- Problem to work on -
Answer with only the number of lines below where "reader" appears.

::: Supplied entries :::

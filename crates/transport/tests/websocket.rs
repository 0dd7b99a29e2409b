use futures::{SinkExt, StreamExt};
use tokio::net::TcpListener;
use tokio_tungstenite::tungstenite::Message;
use transport::{Frame, InboundMessage, OutgoingMessage};

async fn next_message(reader: &mut transport::WebSocketReader) -> InboundMessage {
    match reader.next().await.unwrap().unwrap() {
        Frame::Complete(unit) => InboundMessage::from_slice(&unit).unwrap(),
        Frame::Malformed { reason, .. } => panic!("malformed frame: {reason}"),
    }
}

#[tokio::test]
async fn websocket_call_reply_after_truncated_message() {
    let listener = TcpListener::bind("127.0.0.1:0").await.unwrap();
    let addr = listener.local_addr().unwrap();

    let browser = tokio::spawn(async move {
        let (stream, _) = listener.accept().await.unwrap();
        let mut ws = tokio_tungstenite::accept_async(stream).await.unwrap();

        // each envelope arrives as exactly one text message
        let Some(Ok(Message::Text(text))) = ws.next().await else {
            panic!("expected a text message");
        };
        let call: OutgoingMessage = serde_json::from_str(text.as_str()).unwrap();
        assert_eq!(call.method, "Page.navigate");
        assert_eq!(call.params["url"], "http://example.com");

        // a message cut short, then a reply and an event sharing one message
        ws.send(Message::Text(r#"{"id":"#.to_string().into()))
            .await
            .unwrap();
        let reply = format!(r#"{{"id":{},"result":{{"frameId":"F1"}}}}"#, call.id);
        ws.send(Message::Text(
            format!(r#"{reply}{{"method":"Page.loadEventFired","params":{{"timestamp":1.5}}}}"#)
                .into(),
        ))
        .await
        .unwrap();

        ws.close(None).await.unwrap();
    });

    let (mut reader, mut writer) = transport::connect(&format!("ws://{addr}/devtools/page/T1"))
        .await
        .unwrap();

    writer
        .send(OutgoingMessage::new(
            3,
            "Page.navigate",
            Some(serde_json::json!({"url": "http://example.com"})),
        ))
        .await
        .unwrap();

    let frame = reader.next().await.unwrap().unwrap();
    assert!(matches!(frame, Frame::Malformed { ref bytes, .. } if &bytes[..] == br#"{"id":"#));

    let InboundMessage::Reply(reply) = next_message(&mut reader).await else {
        panic!("expected a reply");
    };
    assert_eq!(reply.id, 3);
    assert_eq!(reply.result["frameId"], "F1");

    let InboundMessage::Event(event) = next_message(&mut reader).await else {
        panic!("expected an event");
    };
    assert_eq!(event.method, "Page.loadEventFired");

    assert!(reader.next().await.is_none());
    browser.await.unwrap();
}
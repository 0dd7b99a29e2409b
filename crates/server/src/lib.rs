//! Starting a browser with remote debugging enabled.
//!
//! The browser is killed when the [`Browser`] handle is dropped unless it
//! was detached. Readiness is not checked here: wait on the discovery
//! endpoint afterwards.

use std::ffi::OsStr;
use std::path::PathBuf;
use std::process::{Child, Command, Stdio};

use eyre::WrapErr;

/// Port browsers conventionally use for remote debugging.
pub const DEFAULT_DEBUGGING_PORT: u16 = 9222;

/// Binary names tried, in order, when no command line is given.
const CHROME_BINARIES: &[&str] = &[
    "google-chrome",
    "google-chrome-stable",
    "chromium",
    "chromium-browser",
    "chrome",
];

/// Split a shell-style command line into program and arguments.
pub fn split_command_line(command: &str) -> eyre::Result<Vec<String>> {
    let parts = shlex::split(command)
        .ok_or_else(|| eyre::eyre!("unbalanced quoting in command line: {command}"))?;
    if parts.is_empty() {
        eyre::bail!("empty command line");
    }
    Ok(parts)
}

/// Arguments for a headless browser listening on `port`.
pub fn default_args(port: u16) -> Vec<String> {
    vec![
        format!("--remote-debugging-port={port}"),
        "--headless".to_string(),
        "--disable-extensions".to_string(),
        "about:blank".to_string(),
    ]
}

/// First Chrome or Chromium binary found on `PATH`.
pub fn find_chrome() -> eyre::Result<PathBuf> {
    CHROME_BINARIES
        .iter()
        .find_map(|name| which::which(name).ok())
        .ok_or_else(|| {
            eyre::eyre!(
                "no Chrome or Chromium found in PATH (tried {}). Pass the command line explicitly",
                CHROME_BINARIES.join(", ")
            )
        })
}

/// A running browser process.
pub struct Browser {
    child: Option<Child>,
}

impl Browser {
    /// Start `program` with `args`.
    pub fn spawn<I, S>(program: impl AsRef<OsStr>, args: I) -> eyre::Result<Self>
    where
        I: IntoIterator<Item = S>,
        S: AsRef<OsStr>,
    {
        let program = program.as_ref();
        tracing::debug!(program = ?program, "starting browser process");

        let child = Command::new(program)
            .args(args)
            .stdin(Stdio::null())
            .stdout(Stdio::null())
            .stderr(Stdio::null())
            .spawn()
            .wrap_err_with(|| format!("spawning {}", program.to_string_lossy()))?;

        tracing::debug!(pid = child.id(), "browser started");
        Ok(Self { child: Some(child) })
    }

    /// Start a browser from a shell-style command line.
    pub fn from_command_line(command: &str) -> eyre::Result<Self> {
        let parts = split_command_line(command).context("parsing browser command line")?;
        let (program, args) = parts
            .split_first()
            .ok_or_else(|| eyre::eyre!("empty command line"))?;
        Self::spawn(program, args)
    }

    /// Start the first Chrome found on `PATH`, headless, debugging on `port`.
    pub fn chrome_on_port(port: u16) -> eyre::Result<Self> {
        let chrome = find_chrome()?;
        Self::spawn(chrome, default_args(port))
    }

    /// Process id, unless detached.
    pub fn id(&self) -> Option<u32> {
        self.child.as_ref().map(Child::id)
    }

    /// Whether the process has already exited.
    pub fn has_exited(&mut self) -> eyre::Result<bool> {
        match self.child.as_mut() {
            Some(child) => Ok(child
                .try_wait()
                .context("checking browser process status")?
                .is_some()),
            None => Ok(false),
        }
    }

    /// Leave the browser running after this handle goes away.
    pub fn detach(mut self) -> Option<Child> {
        self.child.take()
    }
}

impl Drop for Browser {
    fn drop(&mut self) {
        let Some(mut child) = self.child.take() else {
            return;
        };

        tracing::debug!("terminating browser");
        match child.kill() {
            Ok(_) => {
                tracing::debug!("browser terminated");
                let _ = child.wait();
            }
            Err(e) => tracing::warn!(error = %e, "could not terminate browser process"),
        }
    }
}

:::

- Solution for this problem -
7